Finance ministers from the euro area approved unblock a first tranche of aid to Greece, which the country will repay 3,400 million euros to the European Central Bank (ECB) announced in a statement European Stability Mechanism (ESM).
The ESM board, composed of the finance ministers of the 19 member countries of the eurozone, “approved the program for Greece,” the statement said.
The 19 countries were waiting before authorizing this release, the national parliaments called upon to rule on the new aid program to Greece so.
Yesterday was the last obstacle up with the vote of the German Bundestag in favor of that plan, including financial assistance under the form of loans that can reach 86,000 million euros in three years, and a memorandum with many austerity measures and reforms in Greece.
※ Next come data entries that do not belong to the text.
//! 请求构造模块
//!
//! 构造 `/translate` 请求的地址、查询参数和认证信息。批处理核心只负责提供请求体和追踪ID。

use crate::error::{Result, TranslationError};
use crate::language::Language;
use crate::transport::HttpRequest;
use reqwest::Url;
use std::fmt;

/// 翻译服务地址
#[derive(Debug, Clone, Copy, PartialEq, Eq)]
pub enum BaseUrl {
    Global,
    America,
    Europe,
    Asia,
}

impl BaseUrl {
    pub fn as_str(&self) -> &'static str {
        match self {
            BaseUrl::Global => "https://api.cognitive.microsofttranslator.com",
            BaseUrl::America => "https://api-nam.cognitive.microsofttranslator.com",
            BaseUrl::Europe => "https://api-eur.cognitive.microsofttranslator.com",
            BaseUrl::Asia => "https://api-apc.cognitive.microsofttranslator.com",
        }
    }
}

impl fmt::Display for BaseUrl {
    fn fmt(&self, f: &mut fmt::Formatter<'_>) -> fmt::Result {
        f.write_str(self.as_str())
    }
}

/// 认证方式
#[derive(Debug, Clone, PartialEq, Eq)]
pub enum Authentication {
    SubscriptionKey(String),
    BearerToken(String),
}

impl Authentication {
    fn header(&self) -> (&'static str, String) {
        match self {
            Authentication::SubscriptionKey(key) => ("Ocp-Apim-Subscription-Key", key.clone()),
            Authentication::BearerToken(token) => ("Authorization", format!("Bearer {}", token)),
        }
    }
}

/// 请求中除语言以外的可选部分
#[derive(Debug, Clone, Default)]
pub struct RequestOptions {
    pub authentication: Option<Authentication>,
    pub subscription_region: Option<String>,
    pub resource_id: Option<String>,
    /// 脏话处理参数，见 `ProfanityFilter::query_params`
    pub profanity_params: Vec<(&'static str, &'static str)>,
}

/// 请求工厂
///
/// 构造时确定地址、语言和认证信息，每个批次只需追加请求体和追踪ID。
#[derive(Debug, Clone)]
pub struct RequestFactory {
    base_request: HttpRequest,
}

impl RequestFactory {
    pub fn new(
        base_url: &str,
        from: Language,
        to: &[Language],
        options: &RequestOptions,
    ) -> Result<Self> {
        let mut url = Url::parse(base_url).map_err(|e| {
            TranslationError::InvalidConfiguration(format!("Invalid base URL '{}': {}", base_url, e))
        })?;
        url.set_path("/translate");
        {
            let mut query = url.query_pairs_mut();
            query
                .clear()
                .append_pair("api-version", "3.0")
                .append_pair("from", from.code())
                .append_pair("textType", "html");
            if options.profanity_params.is_empty() {
                query.append_pair("profanityAction", "NoAction");
            }
            for (name, value) in &options.profanity_params {
                query.append_pair(name, value);
            }
            for language in to {
                query.append_pair("to", language.code());
            }
        }

        let mut request = HttpRequest {
            method: "POST".to_string(),
            url: url.to_string(),
            headers: Vec::new(),
            body: String::new(),
        };
        request.set_header("Content-Type", "application/json");
        if let Some(authentication) = &options.authentication {
            let (name, value) = authentication.header();
            request.set_header(name, value);
        }
        if let Some(region) = &options.subscription_region {
            request.set_header("Ocp-Apim-Subscription-Region", region.as_str());
        }
        if let Some(resource_id) = &options.resource_id {
            request.set_header("Ocp-Apim-ResourceId", resource_id.as_str());
        }

        Ok(Self {
            base_request: request,
        })
    }

    /// 为一个批次生成请求
    pub fn create(&self, body: String, trace_id: &str) -> HttpRequest {
        let mut request = self.base_request.clone();
        request.set_header("X-ClientTraceId", trace_id);
        request.set_header("Content-Length", body.len().to_string());
        request.body = body;
        request
    }
}

#[cfg(test)]
mod tests {
    use super::*;

    #[test]
    fn test_base_request() {
        let options = RequestOptions {
            authentication: Some(Authentication::SubscriptionKey("secret".to_string())),
            subscription_region: Some("westeurope".to_string()),
            resource_id: None,
            profanity_params: vec![("profanityAction", "Marked"), ("profanityMarker", "Tag")],
        };
        let factory = RequestFactory::new(
            BaseUrl::Europe.as_str(),
            Language::English,
            &[Language::French, Language::ChineseSimplified],
            &options,
        )
        .unwrap();

        let request = factory.create(r#"[{"Text":"Hello"}]"#.to_string(), "trace-1");
        assert_eq!(request.method, "POST");
        assert_eq!(
            request.url,
            "https://api-eur.cognitive.microsofttranslator.com/translate?api-version=3.0&from=en&textType=html&profanityAction=Marked&profanityMarker=Tag&to=fr&to=zh-Hans"
        );
        assert_eq!(request.header("Content-Type"), Some("application/json"));
        assert_eq!(request.header("Ocp-Apim-Subscription-Key"), Some("secret"));
        assert_eq!(request.header("Ocp-Apim-Subscription-Region"), Some("westeurope"));
        assert_eq!(request.header("Ocp-Apim-ResourceId"), None);
        assert_eq!(request.header("X-ClientTraceId"), Some("trace-1"));
        assert_eq!(request.header("Content-Length"), Some("18"));
        assert_eq!(request.body, r#"[{"Text":"Hello"}]"#);
    }

    #[test]
    fn test_default_profanity_action_and_bearer() {
        let options = RequestOptions {
            authentication: Some(Authentication::BearerToken("token".to_string())),
            ..RequestOptions::default()
        };
        let factory =
            RequestFactory::new(BaseUrl::Global.as_str(), Language::English, &[Language::Italian], &options)
                .unwrap();
        let request = factory.create("[]".to_string(), "t");
        assert!(request.url.contains("profanityAction=NoAction"));
        assert_eq!(request.header("Authorization"), Some("Bearer token"));
    }

    #[test]
    fn test_each_batch_gets_its_own_trace_id() {
        let factory = RequestFactory::new(
            BaseUrl::Global.as_str(),
            Language::English,
            &[Language::Italian],
            &RequestOptions::default(),
        )
        .unwrap();
        let first = factory.create("[]".to_string(), "a");
        let second = factory.create("[]".to_string(), "b");
        assert_eq!(first.header("X-ClientTraceId"), Some("a"));
        assert_eq!(second.header("X-ClientTraceId"), Some("b"));
    }

    #[test]
    fn test_invalid_base_url() {
        let result = RequestFactory::new(
            "not a url",
            Language::English,
            &[Language::Italian],
            &RequestOptions::default(),
        );
        assert!(matches!(result, Err(TranslationError::InvalidConfiguration(_))));
    }
}
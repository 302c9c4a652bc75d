// 集成测试公共模块
//
// 提供模拟传输层和结果收集工具

#![allow(dead_code)]

use std::collections::VecDeque;
use std::sync::{Arc, Mutex};
use std::time::Duration;

use async_trait::async_trait;
use batch_translator::{
    HttpRequest, HttpResponse, Language, Result, Translation, TranslationError, Transport,
    TranslatorBuilder,
};
use reqwest::Url;
use serde_json::{json, Value};

/// 模拟的一次响应
pub enum Scripted {
    /// 把每条消息翻译为 `原文 + 大写语言代码`
    Echo,
    /// 返回固定的状态码和响应体
    Status(u16, String),
    /// 返回固定的成功响应体
    Body(String),
    /// 传输层失败
    Fail(String),
    /// 等待一段时间后按 `Echo` 响应
    Delay(Duration),
}

/// 模拟传输层
///
/// 按顺序消费预设的响应，预设用完后默认使用 `Echo`。
#[derive(Clone, Default)]
pub struct MockTransport {
    script: Arc<Mutex<VecDeque<Scripted>>>,
    requests: Arc<Mutex<Vec<HttpRequest>>>,
}

impl MockTransport {
    pub fn new() -> Self {
        Self::default()
    }

    pub fn then(self, response: Scripted) -> Self {
        self.script.lock().unwrap().push_back(response);
        self
    }

    pub fn requests(&self) -> Vec<HttpRequest> {
        self.requests.lock().unwrap().clone()
    }

    /// 每个请求中的消息原文
    pub fn sent_texts(&self) -> Vec<Vec<String>> {
        self.requests()
            .iter()
            .map(|request| request_texts(request))
            .collect()
    }
}

fn request_texts(request: &HttpRequest) -> Vec<String> {
    let body: Vec<Value> = serde_json::from_str(&request.body).unwrap();
    body.iter()
        .map(|item| item["Text"].as_str().unwrap().to_string())
        .collect()
}

fn echo(request: &HttpRequest) -> HttpResponse {
    let url = Url::parse(&request.url).unwrap();
    let languages: Vec<String> = url
        .query_pairs()
        .filter(|(key, _)| key == "to")
        .map(|(_, value)| value.into_owned())
        .collect();

    let items: Vec<Value> = request_texts(request)
        .iter()
        .map(|text| {
            let translations: Vec<Value> = languages
                .iter()
                .map(|language| {
                    json!({ "text": format!("{}{}", text, language.to_uppercase()), "to": language })
                })
                .collect();
            json!({ "translations": translations })
        })
        .collect();

    HttpResponse {
        status: 200,
        headers: vec![("X-Metered-Usage".to_string(), "100".to_string())],
        body: Value::Array(items).to_string(),
    }
}

#[async_trait]
impl Transport for MockTransport {
    async fn send(&self, request: HttpRequest) -> Result<HttpResponse> {
        self.requests.lock().unwrap().push(request.clone());
        let next = self.script.lock().unwrap().pop_front().unwrap_or(Scripted::Echo);
        match next {
            Scripted::Echo => Ok(echo(&request)),
            Scripted::Status(status, body) => Ok(HttpResponse {
                status,
                headers: Vec::new(),
                body,
            }),
            Scripted::Body(body) => Ok(HttpResponse {
                status: 200,
                headers: Vec::new(),
                body,
            }),
            Scripted::Fail(message) => Err(TranslationError::Transport(message)),
            Scripted::Delay(duration) => {
                tokio::time::sleep(duration).await;
                Ok(echo(&request))
            }
        }
    }
}

/// 收集回调结果
pub type Collected<S> = Arc<Mutex<Vec<Translation<S>>>>;

pub fn collector<S: Send + 'static>() -> (Collected<S>, impl FnMut(Translation<S>) + Send + 'static) {
    let collected: Collected<S> = Arc::new(Mutex::new(Vec::new()));
    let sink = Arc::clone(&collected);
    (collected, move |translation: Translation<S>| {
        sink.lock().unwrap().push(translation)
    })
}

/// 英文翻译为西班牙语和意大利语的构建器
pub fn builder(transport: &MockTransport) -> TranslatorBuilder {
    TranslatorBuilder::new()
        .with_languages(vec![Language::Spanish, Language::Italian], Language::English)
        .with_subscription_key("test-key")
        .with_transport(transport.clone())
}
//! 类型定义模块
//!
//! 定义翻译库中使用的配置类型以及与翻译服务交换的 JSON 结构。

use crate::messages::{MAX_CHARACTERS, MAX_MESSAGES};
use crate::profanity::ProfanityAction;
use crate::request::BaseUrl;
use serde::{Deserialize, Serialize};

/// 翻译器配置
///
/// 包含翻译服务的所有配置选项，如API地址、语言设置、批次上限等。
///
/// # 字段说明
///
/// * `base_url` - 翻译服务地址（不含路径）
/// * `from_lang` - 源语言代码
/// * `to_langs` - 目标语言代码列表
/// * `message_limit` - 单个批次的最大消息数，不超过1000
/// * `character_limit` - 单个批次的最大字符数，不超过50000
/// * `subscription_key` / `bearer_token` - 认证方式，二选一
/// * `subscription_region` - 订阅区域
/// * `resource_id` - 资源ID
/// * `profanity_action` - 脏话处理方式
/// * `placeholders` - 占位符起止标记，未设置时不做占位符保护
/// * `request_timeout_secs` - 单次请求超时时间
#[derive(Debug, Clone, Serialize, Deserialize)]
#[serde(default)]
pub struct TranslatorConfig {
    pub base_url: String,
    pub from_lang: String,
    pub to_langs: Vec<String>,
    pub message_limit: usize,
    pub character_limit: usize,
    #[serde(skip_serializing_if = "Option::is_none")]
    pub subscription_key: Option<String>,
    #[serde(skip_serializing_if = "Option::is_none")]
    pub bearer_token: Option<String>,
    #[serde(skip_serializing_if = "Option::is_none")]
    pub subscription_region: Option<String>,
    #[serde(skip_serializing_if = "Option::is_none")]
    pub resource_id: Option<String>,
    pub profanity_action: ProfanityAction,
    #[serde(skip_serializing_if = "Option::is_none")]
    pub placeholders: Option<PlaceholderMarkers>,
    pub request_timeout_secs: u64,
}

impl Default for TranslatorConfig {
    fn default() -> Self {
        Self {
            base_url: BaseUrl::Global.to_string(),
            from_lang: "en".to_string(),
            to_langs: Vec::new(),
            message_limit: MAX_MESSAGES,
            character_limit: MAX_CHARACTERS,
            subscription_key: None,
            bearer_token: None,
            subscription_region: None,
            resource_id: None,
            profanity_action: ProfanityAction::NoAction,
            placeholders: None,
            request_timeout_secs: 30,
        }
    }
}

/// 占位符起止标记
#[derive(Debug, Clone, PartialEq, Eq, Serialize, Deserialize)]
pub struct PlaceholderMarkers {
    pub start: String,
    pub end: String,
}

impl Default for PlaceholderMarkers {
    fn default() -> Self {
        Self {
            start: "{".to_string(),
            end: "}".to_string(),
        }
    }
}

/// 请求体中的单条消息，数组顺序即关联位置
#[derive(Debug, Serialize)]
pub struct RequestItem<'a> {
    #[serde(rename = "Text")]
    pub text: &'a str,
}

/// 响应体中与请求位置对应的一项
#[derive(Debug, Deserialize)]
pub struct ResponseItem {
    #[serde(default)]
    pub translations: Vec<LanguageTranslation>,
}

/// 某一目标语言的译文
#[derive(Debug, Clone, Deserialize)]
pub struct LanguageTranslation {
    pub text: String,
    pub to: String,
}

/// 服务返回的错误响应体
#[derive(Debug, Deserialize)]
pub struct ErrorResponse {
    pub error: ErrorBody,
}

#[derive(Debug, Deserialize)]
pub struct ErrorBody {
    #[serde(default)]
    pub message: String,
    #[serde(default)]
    pub code: i64,
    #[serde(default)]
    pub innererror: Option<InnerError>,
}

#[derive(Debug, Deserialize)]
pub struct InnerError {
    #[serde(default)]
    pub details: Vec<ErrorDetail>,
}

#[derive(Debug, Deserialize)]
pub struct ErrorDetail {
    #[serde(default)]
    pub message: String,
    #[serde(default)]
    pub code: i64,
    #[serde(default)]
    pub target: Option<String>,
}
While in the Netherlands, the rescue was approved by a majority after a heated debate in which Prime Minister Mark Rutte, received attacks violate a campaign promise to accept the billionaire package.
ministers Eurozone finance agreed last Friday to grant the first tranche of aid totaling 26,000 million euros.
The first installment of 23,000 million euros divided into 10,000 million, to be placed in an account apart intended to help Greek banks, and 13,000 million that will allow reimburse Athens, as of today, 3,400 million euros to the ECB (of which 200 million are interest).
The sum also facilitate 7,160 million euros repay a bridge loan, agreed by the EU in July for Greece could make a previous payment to the ECB and amounts due to other public creditor, the International Monetary Fund (IMF).
There remain 3,000 million euros of the first installment, which will be delivered in September or October.
Christine Lagarde, IMF managing director, said it will be until October when the agency decides whether to participate in the rescue; However, Jeroen Dijsselbloem, president of the Eurogroup, said he believes the euro zone countries and the Fund may reach an agreement on its participation in the latest Greek bailout. He said that while European governments are opposed to a haircut on Greek debt and the IMF believes that this is unsustainable, both may find a compromise in the form of lower interest rates and longer repayment periods.